En 1987 Lillian Disney, mujer de Walt Disney, dona a la ciudad de Los Ángeles los 50 millones de dólares iniciales destinados a la construcción del Walt Disney Concert Hall. En 1988 Frank Gehry es elegido como el arquitecto que diseñará la nueva sala de conciertos. A principios de 1991 se dan a conocer los detalles del proyecto y, despues de varios cambios debidos a la normativa, falta de fondos y cambios en el diseño, en 2003 Frank Gehry puede ver construida su obra.
Aunque fue comparado con las formas metálicas y curvas del Museo Guggenheim de Bilbao, el diseño del Walt Disney Concert Hall es anterior.
El edificio es fundamentalmente una cáscara que se compone de una serie de volúmenes interconectados, unos de forma ortogonal recubiertos de piedra y otros de forma orgánica y superficies onduladas cubiertos por una piel metálica de acero. Como nexo entre los distintos volúmenes se utilizan las superficies vidriadas.
Los exteriores ondulados del Walt Disney Concert Hall, que se asemejan a una embarcación con las velas henchidas, están revestidos por 12.500 piezas individuales de acero, placas de diferentes tamaños y que están unidas por el exterior. No existen dos piezas iguales y colocadas una detrás de la otra alcanzarían una longitud de casi 80 km.
En contraposición con el exterior metálico, los interiores están recubiertos con madera de abeto en suelos, paredes y techos, la misma madera que suele usarse en el dorso de violonchelos y violas. El alfombrado y tapicería de los pasillos y butacas fue diseñado por Gehry utilizando un motivo floral que manifiesta el afecto de Lillian Disney por los parques y la jardinería.

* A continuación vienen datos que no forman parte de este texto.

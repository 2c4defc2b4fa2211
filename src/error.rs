use std::path::PathBuf;
use thiserror::Error;

use crate::board::Color;

#[derive(Debug, Error)]
pub enum OracleError {
    #[error("invalid position {fen:?}: {reason}")]
    InvalidPosition { fen: String, reason: String },
    #[error("malformed move token {0:?}")]
    MalformedToken(String),
    #[error("illegal move {0:?}")]
    IllegalMove(String),
}

/// Why a move was not applied. `Game::try_move` collapses all of these to `false`.
#[derive(Debug, Error)]
pub enum Rejection {
    #[error("square outside the board")]
    OutOfBounds,
    #[error("source and destination are the same square")]
    SameSquare,
    #[error("no piece on the source square")]
    EmptySource,
    #[error("piece belongs to {owner}, but it is {turn} to move")]
    WrongColor { owner: Color, turn: Color },
    #[error("rules oracle refused the move: {0}")]
    Oracle(#[from] OracleError),
}

#[derive(Debug, Error)]
pub enum EngineError {
    #[error("failed to start engine {path:?}: {source}")]
    Spawn {
        path: PathBuf,
        #[source]
        source: std::io::Error,
    },
    #[error("engine i/o failed: {0}")]
    Io(#[from] std::io::Error),
    #[error("engine closed its output before answering {0:?}")]
    Closed(String),
    #[error("engine returned no usable best move")]
    NoBestMove,
    #[error("no legal move in position {0:?}")]
    NoLegalMove(String),
}

#[derive(Debug, Error)]
pub enum ConfigError {
    #[error("failed to read config {path:?}: {source}")]
    Io {
        path: PathBuf,
        #[source]
        source: std::io::Error,
    },
    #[error("failed to parse config: {0}")]
    Parse(#[from] serde_json::Error),
    #[error("invalid config: {0}")]
    Invalid(String),
}
use std::env;
use std::io::{self, BufRead, Write};
use std::path::Path;

use anyhow::{Context, Result};
use log::{info, warn};

use terminal_chess::config::{Config, EngineConfig, DEFAULT_CONFIG_PATH};
use terminal_chess::engine::{MoveSource, RandomMover, UciEngine};
use terminal_chess::{Game, Outcome, ShakmatyOracle};

const HELP: &str = "commands: <move e.g. e2e4> | engine | board | fen | history | back | forward | live | flip | reset | load <moves...> | help | quit";

struct Session {
    game: Game,
    opponent: Box<dyn MoveSource>,
    depth: u32,
    // Set when the configured engine replies on its own
    automove: Option<EngineConfig>,
}

impl Session {
    fn new(config: Config) -> Self {
        let fallback = || -> Box<dyn MoveSource> { Box::new(RandomMover::new(ShakmatyOracle::new())) };
        let (opponent, depth, automove) = match &config.engine {
            Some(engine_config) => match UciEngine::spawn(engine_config) {
                Ok(engine) => {
                    let opponent: Box<dyn MoveSource> = Box::new(engine);
                    let automove = engine_config.automove.then(|| engine_config.clone());
                    (opponent, engine_config.depth, automove)
                }
                Err(e) => {
                    warn!("engine unavailable, falling back to random moves: {}", e);
                    (fallback(), 1, None)
                }
            },
            None => (fallback(), 1, None),
        };

        Session {
            game: Game::new(),
            opponent,
            depth,
            automove,
        }
    }

    fn engine_move(&mut self) -> String {
        match self.opponent.best_move(&self.game.fen(), self.depth) {
            Ok(token) if self.game.apply_token(&token) => format!("engine played {}", token),
            Ok(token) => format!("engine suggested an illegal move: {}", token),
            Err(e) => format!("engine error: {}", e),
        }
    }

    fn handle_command(&mut self, command: &str) -> Option<String> {
        let parts: Vec<&str> = command.split_whitespace().collect();
        if parts.is_empty() {
            return Some(String::new());
        }

        let reply = match parts[0] {
            "quit" => return None,
            "help" => HELP.to_string(),
            "board" => self.game.render(),
            "fen" => self.game.fen(),
            "history" => self.game.history_san().join("\n"),
            "engine" => self.engine_move(),
            "reset" => {
                self.game.reset();
                "new game".to_string()
            }
            "back" => {
                self.game.browse_back();
                self.game.render()
            }
            "forward" => {
                self.game.browse_forward();
                self.game.render()
            }
            "flip" => {
                self.game.toggle_orientation();
                self.game.render()
            }
            "live" => {
                self.game.browse_live();
                self.game.render()
            }
            "load" => {
                let applied = self.game.load_tokens(&parts[1..]);
                format!("loaded {} of {} moves", applied, parts.len() - 1)
            }
            token => {
                if !self.game.apply_token(token) {
                    "move failed".to_string()
                } else if self.automove.as_ref().is_some_and(|engine| engine.plays(self.game.turn())) {
                    self.engine_move()
                } else {
                    format!("{} to move", self.game.turn())
                }
            }
        };

        let reply = match self.game.outcome() {
            Outcome::Checkmate { winner } => format!("{}\ncheckmate, {} wins", reply, winner),
            Outcome::Stalemate => format!("{}\nstalemate", reply),
            Outcome::Draw => format!("{}\ndraw", reply),
            Outcome::Ongoing => reply,
        };
        Some(reply)
    }
}

fn load_config() -> Result<Config> {
    match env::args().nth(1) {
        Some(path) => Config::load(&path).with_context(|| format!("loading {}", path)),
        None if Path::new(DEFAULT_CONFIG_PATH).exists() => {
            Config::load(DEFAULT_CONFIG_PATH).with_context(|| format!("loading {}", DEFAULT_CONFIG_PATH))
        }
        None => Ok(Config::default()),
    }
}

fn main() -> Result<()> {
    env_logger::init();
    info!("starting terminal chess");

    let mut session = Session::new(load_config()?);
    let stdin = io::stdin();
    let mut stdout = io::stdout();

    write!(stdout, "{}", session.game.render())?;
    writeln!(stdout, "{}", HELP)?;
    stdout.flush()?;

    for line in stdin.lock().lines() {
        let line = line?;
        match session.handle_command(line.trim()) {
            Some(reply) => writeln!(stdout, "{}", reply)?,
            None => break,
        }
        stdout.flush()?;
    }
    Ok(())
}
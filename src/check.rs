use crate::board::{Board, Color, Piece, Square};

const KNIGHT_OFFSETS: [(i32, i32); 8] = [
    (-2, -1), (-2, 1), (-1, -2), (-1, 2),
    (1, -2), (1, 2), (2, -1), (2, 1),
];

/// Whether `side`'s king is attacked. Used to annotate history only; the rules
/// oracle decides legality.
pub fn is_in_check(board: &Board, side: Color) -> bool {
    // Find the king's square
    let king_square = board
        .pieces()
        .find(|&(_, piece, color)| piece == Piece::King && color == side)
        .map(|(square, _, _)| square);

    let king_square = match king_square {
        Some(square) => square,
        None => return false,
    };

    board
        .pieces()
        .filter(|&(_, _, color)| color == side.opposite())
        .any(|(square, piece, color)| attacks(board, square, piece, color, king_square))
}

/// Whether the `piece` of `color` standing on `from` attacks `target`.
pub fn attacks(board: &Board, from: Square, piece: Piece, color: Color, target: Square) -> bool {
    let d_row = target.row as i32 - from.row as i32;
    let d_col = target.col as i32 - from.col as i32;

    match piece {
        // Pawns attack diagonally forward only
        Piece::Pawn => d_row == color.forward() && d_col.abs() == 1,
        Piece::Knight => KNIGHT_OFFSETS
            .iter()
            .any(|&(dr, dc)| dr == d_row && dc == d_col),
        Piece::King => d_row.abs() <= 1 && d_col.abs() <= 1 && from != target,
        Piece::Bishop => is_diagonal(d_row, d_col) && path_clear(board, from, target),
        Piece::Rook => is_straight(d_row, d_col) && path_clear(board, from, target),
        Piece::Queen => {
            (is_diagonal(d_row, d_col) || is_straight(d_row, d_col))
                && path_clear(board, from, target)
        }
    }
}

fn is_diagonal(d_row: i32, d_col: i32) -> bool {
    d_row.abs() == d_col.abs() && d_row != 0
}

fn is_straight(d_row: i32, d_col: i32) -> bool {
    (d_row == 0) != (d_col == 0)
}

// Walks from `from` toward `to`; any occupied square before `to` blocks.
fn path_clear(board: &Board, from: Square, to: Square) -> bool {
    let step_row = (to.row as i32 - from.row as i32).signum();
    let step_col = (to.col as i32 - from.col as i32).signum();

    let mut current = from;
    loop {
        current = match current.offset(step_row, step_col) {
            Some(square) => square,
            None => return false,
        };
        if current == to {
            return true;
        }
        if board.get_piece_at(current).is_some() {
            return false;
        }
    }
}

#[cfg(test)]
mod tests {
    use super::*;

    #[test]
    fn test_no_check_at_start() {
        let board = Board::new_standard();
        assert!(!is_in_check(&board, Color::White));
        assert!(!is_in_check(&board, Color::Black));
    }

    #[test]
    fn test_missing_king_is_not_check() {
        let board = Board::from_placement("8/8/8/8/8/8/8/R7");
        assert!(!is_in_check(&board, Color::Black));
    }

    #[test]
    fn test_rook_and_blocker() {
        let board = Board::from_placement("4k3/8/8/8/8/8/8/4R1K1");
        assert!(is_in_check(&board, Color::Black));

        let blocked = Board::from_placement("4k3/8/8/4p3/8/8/8/4R1K1");
        assert!(!is_in_check(&blocked, Color::Black));
    }

    #[test]
    fn test_bishop_and_queen_diagonals() {
        let board = Board::from_placement("4k3/8/8/b7/8/8/8/4K3");
        assert!(is_in_check(&board, Color::White));

        let board = Board::from_placement("4k3/8/8/8/8/8/8/Q3K2q");
        assert!(is_in_check(&board, Color::White));
        assert!(!is_in_check(&board, Color::Black));

        // Same rank for a bishop is no attack
        let board = Board::from_placement("4k3/8/8/8/8/8/8/b3K3");
        assert!(!is_in_check(&board, Color::White));
    }

    #[test]
    fn test_pawn_direction() {
        // White pawn on d7 attacks e8
        let board = Board::from_placement("4k3/3P4/8/8/8/8/8/4K3");
        assert!(is_in_check(&board, Color::Black));

        // Black pawn on d2 attacks e1, but a black pawn behind the king does not
        let board = Board::from_placement("4k3/8/8/8/8/8/3p4/4K3");
        assert!(is_in_check(&board, Color::White));
        let board = Board::from_placement("4k3/8/8/8/8/8/4K3/3p4");
        assert!(!is_in_check(&board, Color::White));
    }

    #[test]
    fn test_knight_does_not_wrap() {
        let board = Board::from_placement("4k3/8/8/8/8/5n2/8/4K3");
        assert!(is_in_check(&board, Color::White));

        // An h-file knight cannot reach the a-file
        let board = Board::from_placement("4k3/8/8/8/8/8/7n/K7");
        assert!(!is_in_check(&board, Color::White));
    }

    #[test]
    fn test_adjacent_kings() {
        let board = Board::from_placement("8/8/8/3kK3/8/8/8/8");
        assert!(is_in_check(&board, Color::White));
        assert!(is_in_check(&board, Color::Black));
    }
}
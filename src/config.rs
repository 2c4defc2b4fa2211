use std::fs;
use std::path::{Path, PathBuf};

use serde::Deserialize;

use crate::board::Color;
use crate::error::ConfigError;

pub const DEFAULT_CONFIG_PATH: &str = "chess.json";

#[derive(Debug, Clone, Default, Deserialize, PartialEq)]
#[serde(deny_unknown_fields, rename_all = "camelCase")]
pub struct Config {
    #[serde(default)]
    pub engine: Option<EngineConfig>,
}

#[derive(Debug, Clone, Copy, PartialEq, Eq, Deserialize)]
#[serde(rename_all = "lowercase")]
pub enum Side {
    White,
    Black,
}

impl From<Side> for Color {
    fn from(side: Side) -> Color {
        match side {
            Side::White => Color::White,
            Side::Black => Color::Black,
        }
    }
}

#[derive(Debug, Clone, Deserialize, PartialEq)]
#[serde(deny_unknown_fields, rename_all = "camelCase")]
pub struct EngineConfig {
    pub name: String,
    pub path: PathBuf,
    /// Older configs put the thread count here instead of under `options`.
    #[serde(default)]
    pub threads: Option<u32>,
    #[serde(default = "default_depth")]
    pub depth: u32,
    /// Let the engine reply automatically after a human move.
    #[serde(default)]
    pub automove: bool,
    #[serde(default = "default_engine_color")]
    pub engine_color: Side,
    #[serde(default)]
    pub options: EngineOptions,
}

fn default_depth() -> u32 {
    10
}

fn default_engine_color() -> Side {
    Side::Black
}

/// Every UCI option the client knows how to send. Unknown keys are a load
/// error rather than being forwarded blindly.
#[derive(Debug, Clone, Default, Deserialize, PartialEq)]
#[serde(deny_unknown_fields)]
pub struct EngineOptions {
    #[serde(rename = "Threads")]
    pub threads: Option<u32>,
    #[serde(rename = "Hash")]
    pub hash: Option<u32>,
    #[serde(rename = "Skill Level")]
    pub skill_level: Option<u8>,
    #[serde(rename = "UCI_LimitStrength")]
    pub uci_limit_strength: Option<bool>,
    #[serde(rename = "UCI_Elo")]
    pub uci_elo: Option<u32>,
}

impl EngineOptions {
    pub fn validate(&self) -> Result<(), ConfigError> {
        if let Some(threads) = self.threads {
            if !(1..=1024).contains(&threads) {
                return Err(ConfigError::Invalid(format!("Threads must be 1..=1024, got {}", threads)));
            }
        }
        if let Some(hash) = self.hash {
            if hash == 0 {
                return Err(ConfigError::Invalid("Hash must be at least 1 MB".to_string()));
            }
        }
        if let Some(skill) = self.skill_level {
            if skill > 20 {
                return Err(ConfigError::Invalid(format!("Skill Level must be 0..=20, got {}", skill)));
            }
        }
        if let Some(elo) = self.uci_elo {
            if !(1320..=3190).contains(&elo) {
                return Err(ConfigError::Invalid(format!("UCI_Elo must be 1320..=3190, got {}", elo)));
            }
        }
        Ok(())
    }

    /// `setoption` lines in a fixed order.
    pub fn setoption_commands(&self) -> Vec<String> {
        let mut commands = Vec::new();
        let mut push = |name: &str, value: Option<String>| {
            if let Some(value) = value {
                commands.push(format!("setoption name {} value {}", name, value));
            }
        };
        push("Threads", self.threads.map(|v| v.to_string()));
        push("Hash", self.hash.map(|v| v.to_string()));
        push("Skill Level", self.skill_level.map(|v| v.to_string()));
        push("UCI_LimitStrength", self.uci_limit_strength.map(|v| v.to_string()));
        push("UCI_Elo", self.uci_elo.map(|v| v.to_string()));
        commands
    }
}

impl EngineConfig {
    pub fn validate(&self) -> Result<(), ConfigError> {
        if self.name.trim().is_empty() {
            return Err(ConfigError::Invalid("engine name is empty".to_string()));
        }
        if self.path.as_os_str().is_empty() {
            return Err(ConfigError::Invalid("engine path is empty".to_string()));
        }
        if !(1..=64).contains(&self.depth) {
            return Err(ConfigError::Invalid(format!("depth must be 1..=64, got {}", self.depth)));
        }
        if let (Some(top), Some(option)) = (self.threads, self.options.threads) {
            if top != option {
                return Err(ConfigError::Invalid(format!(
                    "threads ({}) disagrees with options.Threads ({})",
                    top, option
                )));
            }
        }
        if self.options.uci_elo.is_some() && self.options.uci_limit_strength != Some(true) {
            return Err(ConfigError::Invalid(
                "UCI_Elo has no effect unless UCI_LimitStrength is true".to_string(),
            ));
        }
        self.effective_options().validate()
    }

    /// `options` with a top-level `threads` folded in as `Threads`.
    pub fn effective_options(&self) -> EngineOptions {
        EngineOptions {
            threads: self.options.threads.or(self.threads),
            ..self.options.clone()
        }
    }

    pub fn setoption_commands(&self) -> Vec<String> {
        self.effective_options().setoption_commands()
    }

    /// Whether the engine is the one to move when `turn` is up.
    pub fn plays(&self, turn: Color) -> bool {
        Color::from(self.engine_color) == turn
    }
}

impl Config {
    pub fn from_json(json: &str) -> Result<Config, ConfigError> {
        let config: Config = serde_json::from_str(json)?;
        if let Some(engine) = &config.engine {
            engine.validate()?;
        }
        Ok(config)
    }

    pub fn load(path: impl AsRef<Path>) -> Result<Config, ConfigError> {
        let path = path.as_ref();
        let json = fs::read_to_string(path).map_err(|source| ConfigError::Io {
            path: path.to_path_buf(),
            source,
        })?;
        Config::from_json(&json)
    }
}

La pieza central, el auditorio para 2.265 personas provisto de luz natural y una disposición de asientos alrededor de la orquesta, fue diseñada para representar el casco de un barco. La idea de Gehry fue concebir una sala con una forma escultórica evocativa de la música, logrando una conexión íntima entre la orquesta y la audiencia. La acústica de esta sala se diseñó con extremo cuidado para mantener una óptima calidad. Yasuhisa Toyota de Nagata Acoustics se encargó de esta parte en colaboración con Gehry. El techo curvo de madera evoca las velas ondulantes de un barco.
Otro importante espacio del complejo es la sala de usos múltiples Roy y Edna Disney, destinada al Instituto de Artes de California (CalArts) y con capacidad para 266 espectadores. Tiene acceso directo desde la calle y se ubica en el basamento del complejo. El edificio tiene además dos anfiteatros. El primero cuenta con 300 butacas y se utiliza para espectáculos infantiles, y el segundo tiene capacidad para 120 espectadores.